The median age in the village was 39.9 years. 27.4% of residents were under the age of 18; 5.9% were between the ages of 18 and 24; 23.4% were from 25 to 44; 23.6% were from 45 to 64; and 19.7% were 65 years of age or older. The gender makeup of the village was 49.5% male and 50.5% female.

===2000 census===
As of the census of 2000, there were 1,129 people, 442 households, and 307 families living in the village. The population density was 1,202.8 PD/sqmi. There were 465 housing units at an average density of 495.4 /sqmi. The racial makeup of the village was 95.84% White, 0.09% African American, 0.35% Native American, 3.28% from other races, and 0.44% from two or more races. Hispanic or Latino of any race were 5.05% of the population.

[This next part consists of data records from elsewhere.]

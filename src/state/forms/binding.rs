//! Reusable form binding: named string fields plus change and submit handlers

use serde::Serialize;
use std::collections::BTreeMap;
use std::fmt;
use std::sync::Arc;
use thiserror::Error;

/// Errors raised by [`FormBinding`]
#[derive(Debug, Clone, PartialEq, Eq, Error)]
pub enum FormError {
    /// The field name was not part of the initial values
    #[error("unknown form field: {0}")]
    UnknownField(String),
}

/// Field name to string value mapping
#[derive(Debug, Clone, Default, PartialEq, Eq, Serialize)]
#[serde(transparent)]
pub struct FormValues(BTreeMap<String, String>);

impl FormValues {
    pub fn get(&self, name: &str) -> Option<&str> {
        self.0.get(name).map(String::as_str)
    }

    pub fn contains(&self, name: &str) -> bool {
        self.0.contains_key(name)
    }
}

impl<K, V> FromIterator<(K, V)> for FormValues
where
    K: Into<String>,
    V: Into<String>,
{
    fn from_iter<I: IntoIterator<Item = (K, V)>>(iter: I) -> Self {
        Self(
            iter.into_iter()
                .map(|(k, v)| (k.into(), v.into()))
                .collect(),
        )
    }
}

/// The event that triggered a submit.
///
/// [`FormBinding::handle_submit`] always marks it as handled so the caller
/// does not run whatever the key would normally do.
#[derive(Debug, Clone, Copy, Default)]
pub struct SubmitEvent {
    default_prevented: bool,
}

impl SubmitEvent {
    pub fn new() -> Self {
        Self::default()
    }

    pub fn prevent_default(&mut self) {
        self.default_prevented = true;
    }

    pub fn is_default_prevented(&self) -> bool {
        self.default_prevented
    }
}

/// Generic form state with a caller-supplied submit callback.
///
/// The key set is fixed by the initial values. Every change swaps in a new
/// snapshot, so an `Arc` handed out by [`FormBinding::values`] keeps the
/// contents it had when it was taken.
pub struct FormBinding<F> {
    values: Arc<FormValues>,
    on_submit: F,
}

impl<F> FormBinding<F>
where
    F: FnMut(FormValues),
{
    pub fn new(initial_values: FormValues, on_submit: F) -> Self {
        Self {
            values: Arc::new(initial_values),
            on_submit,
        }
    }

    /// Current snapshot of all field values
    pub fn values(&self) -> Arc<FormValues> {
        Arc::clone(&self.values)
    }

    pub fn value(&self, name: &str) -> Option<&str> {
        self.values.get(name)
    }

    /// Replace the value of one field.
    ///
    /// Fails without touching the snapshot when `name` was not among the
    /// initial values.
    pub fn handle_change(&mut self, name: &str, value: impl Into<String>) -> Result<(), FormError> {
        if !self.values.contains(name) {
            return Err(FormError::UnknownField(name.to_string()));
        }

        let mut next = FormValues::clone(&self.values);
        next.0.insert(name.to_string(), value.into());
        self.values = Arc::new(next);
        Ok(())
    }

    /// Hand the current snapshot to the submit callback, then mark the
    /// triggering event as handled. Values are neither validated nor cleared.
    pub fn handle_submit(&mut self, event: &mut SubmitEvent) {
        (self.on_submit)(FormValues::clone(&self.values));
        event.prevent_default();
    }
}

impl<F> fmt::Debug for FormBinding<F> {
    fn fmt(&self, f: &mut fmt::Formatter<'_>) -> fmt::Result {
        f.debug_struct("FormBinding")
            .field("values", &self.values)
            .finish_non_exhaustive()
    }
}
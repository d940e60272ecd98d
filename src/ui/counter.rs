//! Counter panel

use super::components::button_row;
use super::theme::Palette;
use crate::state::{Counter, Panel};
use ratatui::{layout::Rect, text::Line, widgets::Paragraph, Frame};

pub fn draw(frame: &mut Frame, area: Rect, counter: &Counter, is_focused: bool, palette: &Palette) {
    let lines = vec![
        Line::styled(format!("Counter: {}", counter.count()), palette.title()),
        Line::default(),
        button_row(&[("Add", is_focused), ("Reset", false)], palette),
    ];

    let block = palette.panel_block(Panel::Counter.title(), is_focused);
    frame.render_widget(Paragraph::new(lines).block(block), area);
}
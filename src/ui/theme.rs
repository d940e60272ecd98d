//! Colors derived from the shared theme mode

use crate::state::ThemeMode;
use ratatui::{
    style::{Color, Modifier, Style},
    widgets::{Block, Borders},
};

/// Styles every panel draws with
#[derive(Debug, Clone, Copy, PartialEq, Eq)]
pub struct Palette {
    pub background: Color,
    pub text: Color,
    pub border: Color,
    pub border_focused: Color,
    pub accent: Color,
    pub muted: Color,
}

impl Palette {
    pub fn for_mode(mode: ThemeMode) -> Self {
        match mode {
            ThemeMode::Light => Self {
                background: Color::White,
                text: Color::Black,
                border: Color::Gray,
                border_focused: Color::Blue,
                accent: Color::Blue,
                muted: Color::DarkGray,
            },
            ThemeMode::Dark => Self {
                background: Color::Black,
                text: Color::White,
                border: Color::DarkGray,
                border_focused: Color::Cyan,
                accent: Color::Cyan,
                muted: Color::Gray,
            },
        }
    }

    pub fn base(&self) -> Style {
        Style::default().bg(self.background).fg(self.text)
    }

    pub fn muted(&self) -> Style {
        self.base().fg(self.muted)
    }

    pub fn accent(&self) -> Style {
        self.base().fg(self.accent)
    }

    pub fn title(&self) -> Style {
        self.base().add_modifier(Modifier::BOLD)
    }

    /// Bordered block for a panel, highlighted when focused
    pub fn panel_block(&self, title: &str, is_focused: bool) -> Block<'static> {
        let border_style = if is_focused {
            self.base().fg(self.border_focused)
        } else {
            self.base().fg(self.border)
        };

        Block::default()
            .title(format!(" {title} "))
            .borders(Borders::ALL)
            .border_style(border_style)
            .style(self.base())
    }
}
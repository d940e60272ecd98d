//! Configuration handling for the showcase

use crate::users::DEFAULT_ENDPOINT;
use anyhow::Result;
use directories::ProjectDirs;
use serde::{Deserialize, Serialize};
use std::fs;
use std::path::PathBuf;
use std::time::Duration;

/// Environment variable overriding the users endpoint
pub const USERS_URL_ENV: &str = "SHOWCASE_USERS_URL";

const DEFAULT_TICK_RATE_MS: u64 = 100;
const DEFAULT_LOG_FILTER: &str = "state_showcase=info";

/// User configuration for the showcase
#[derive(Debug, Clone, Serialize, Deserialize, Default)]
pub struct ShowcaseConfig {
    /// Endpoint the users panel reads from
    pub users_endpoint: Option<String>,
    /// Event poll interval in milliseconds
    pub tick_rate_ms: Option<u64>,
    /// tracing filter used when RUST_LOG is unset
    pub log_filter: Option<String>,
}

impl ShowcaseConfig {
    fn project_dirs() -> Option<ProjectDirs> {
        ProjectDirs::from("io", "state-showcase", "state-showcase")
    }

    /// Get the config file path
    fn config_path() -> Option<PathBuf> {
        Self::project_dirs().map(|dirs| dirs.config_dir().join("config.json"))
    }

    /// Path of the log file
    pub fn log_path() -> Option<PathBuf> {
        Self::project_dirs().map(|dirs| dirs.data_local_dir().join("state-showcase.log"))
    }

    /// Load configuration from file
    pub fn load() -> Result<Self> {
        let path = Self::config_path();

        if let Some(path) = path {
            if path.exists() {
                let content = fs::read_to_string(&path)?;
                let config: ShowcaseConfig = serde_json::from_str(&content)?;
                return Ok(config);
            }
        }

        Ok(Self::default())
    }

    /// Endpoint to fetch users from, env var first
    pub fn users_endpoint(&self) -> String {
        self.resolve_endpoint(std::env::var(USERS_URL_ENV).ok())
    }

    fn resolve_endpoint(&self, env_value: Option<String>) -> String {
        env_value
            .or_else(|| self.users_endpoint.clone())
            .unwrap_or_else(|| DEFAULT_ENDPOINT.to_string())
    }

    pub fn tick_rate(&self) -> Duration {
        Duration::from_millis(self.tick_rate_ms.unwrap_or(DEFAULT_TICK_RATE_MS).max(1))
    }

    pub fn log_filter(&self) -> &str {
        self.log_filter.as_deref().unwrap_or(DEFAULT_LOG_FILTER)
    }
}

There were 442 households, out of which 31.7% had children under the age of 18 living with them, 59.5% were married couples living together, 5.7% had a female householder with no husband present, and 30.5% were non-families. 27.8% of all households were made up of individuals, and 14.5% had someone living alone who was 65 years of age or older. The average household size was 2.45 and the average family size was 3.02.

In the village, the population was spread out, with 25.3% under the age of 18, 6.6% from 18 to 24, 25.2% from 25 to 44, 24.1% from 45 to 64, and 18.9% who were 65 years of age or older. The median age was 40 years. For every 100 females, there were 96.3 males. For every 100 females age 18 and over, there were 96.5 males.

The median age in the village was 39.9 years. 27.4% of residents were under the age of 18; 5.9% were between the ages of 18 and 24; 23.4% were from 25 to 44; 23.6% were from 45 to 64; and 19.7% were 65 years of age or older. The gender makeup of the village was 49.5% male and 50.5% female.

As of 2000 the median income for a household in the village was $39,583, and the median income for a family was $47,132. Males had a median income of $34,107 versus $20,729 for females. The per capita income for the village was $17,848. About 6.9% of families and 10.0% of the population were below the poverty line, including 15.9% of those under age 18 and 8.1% of those age 65 or over.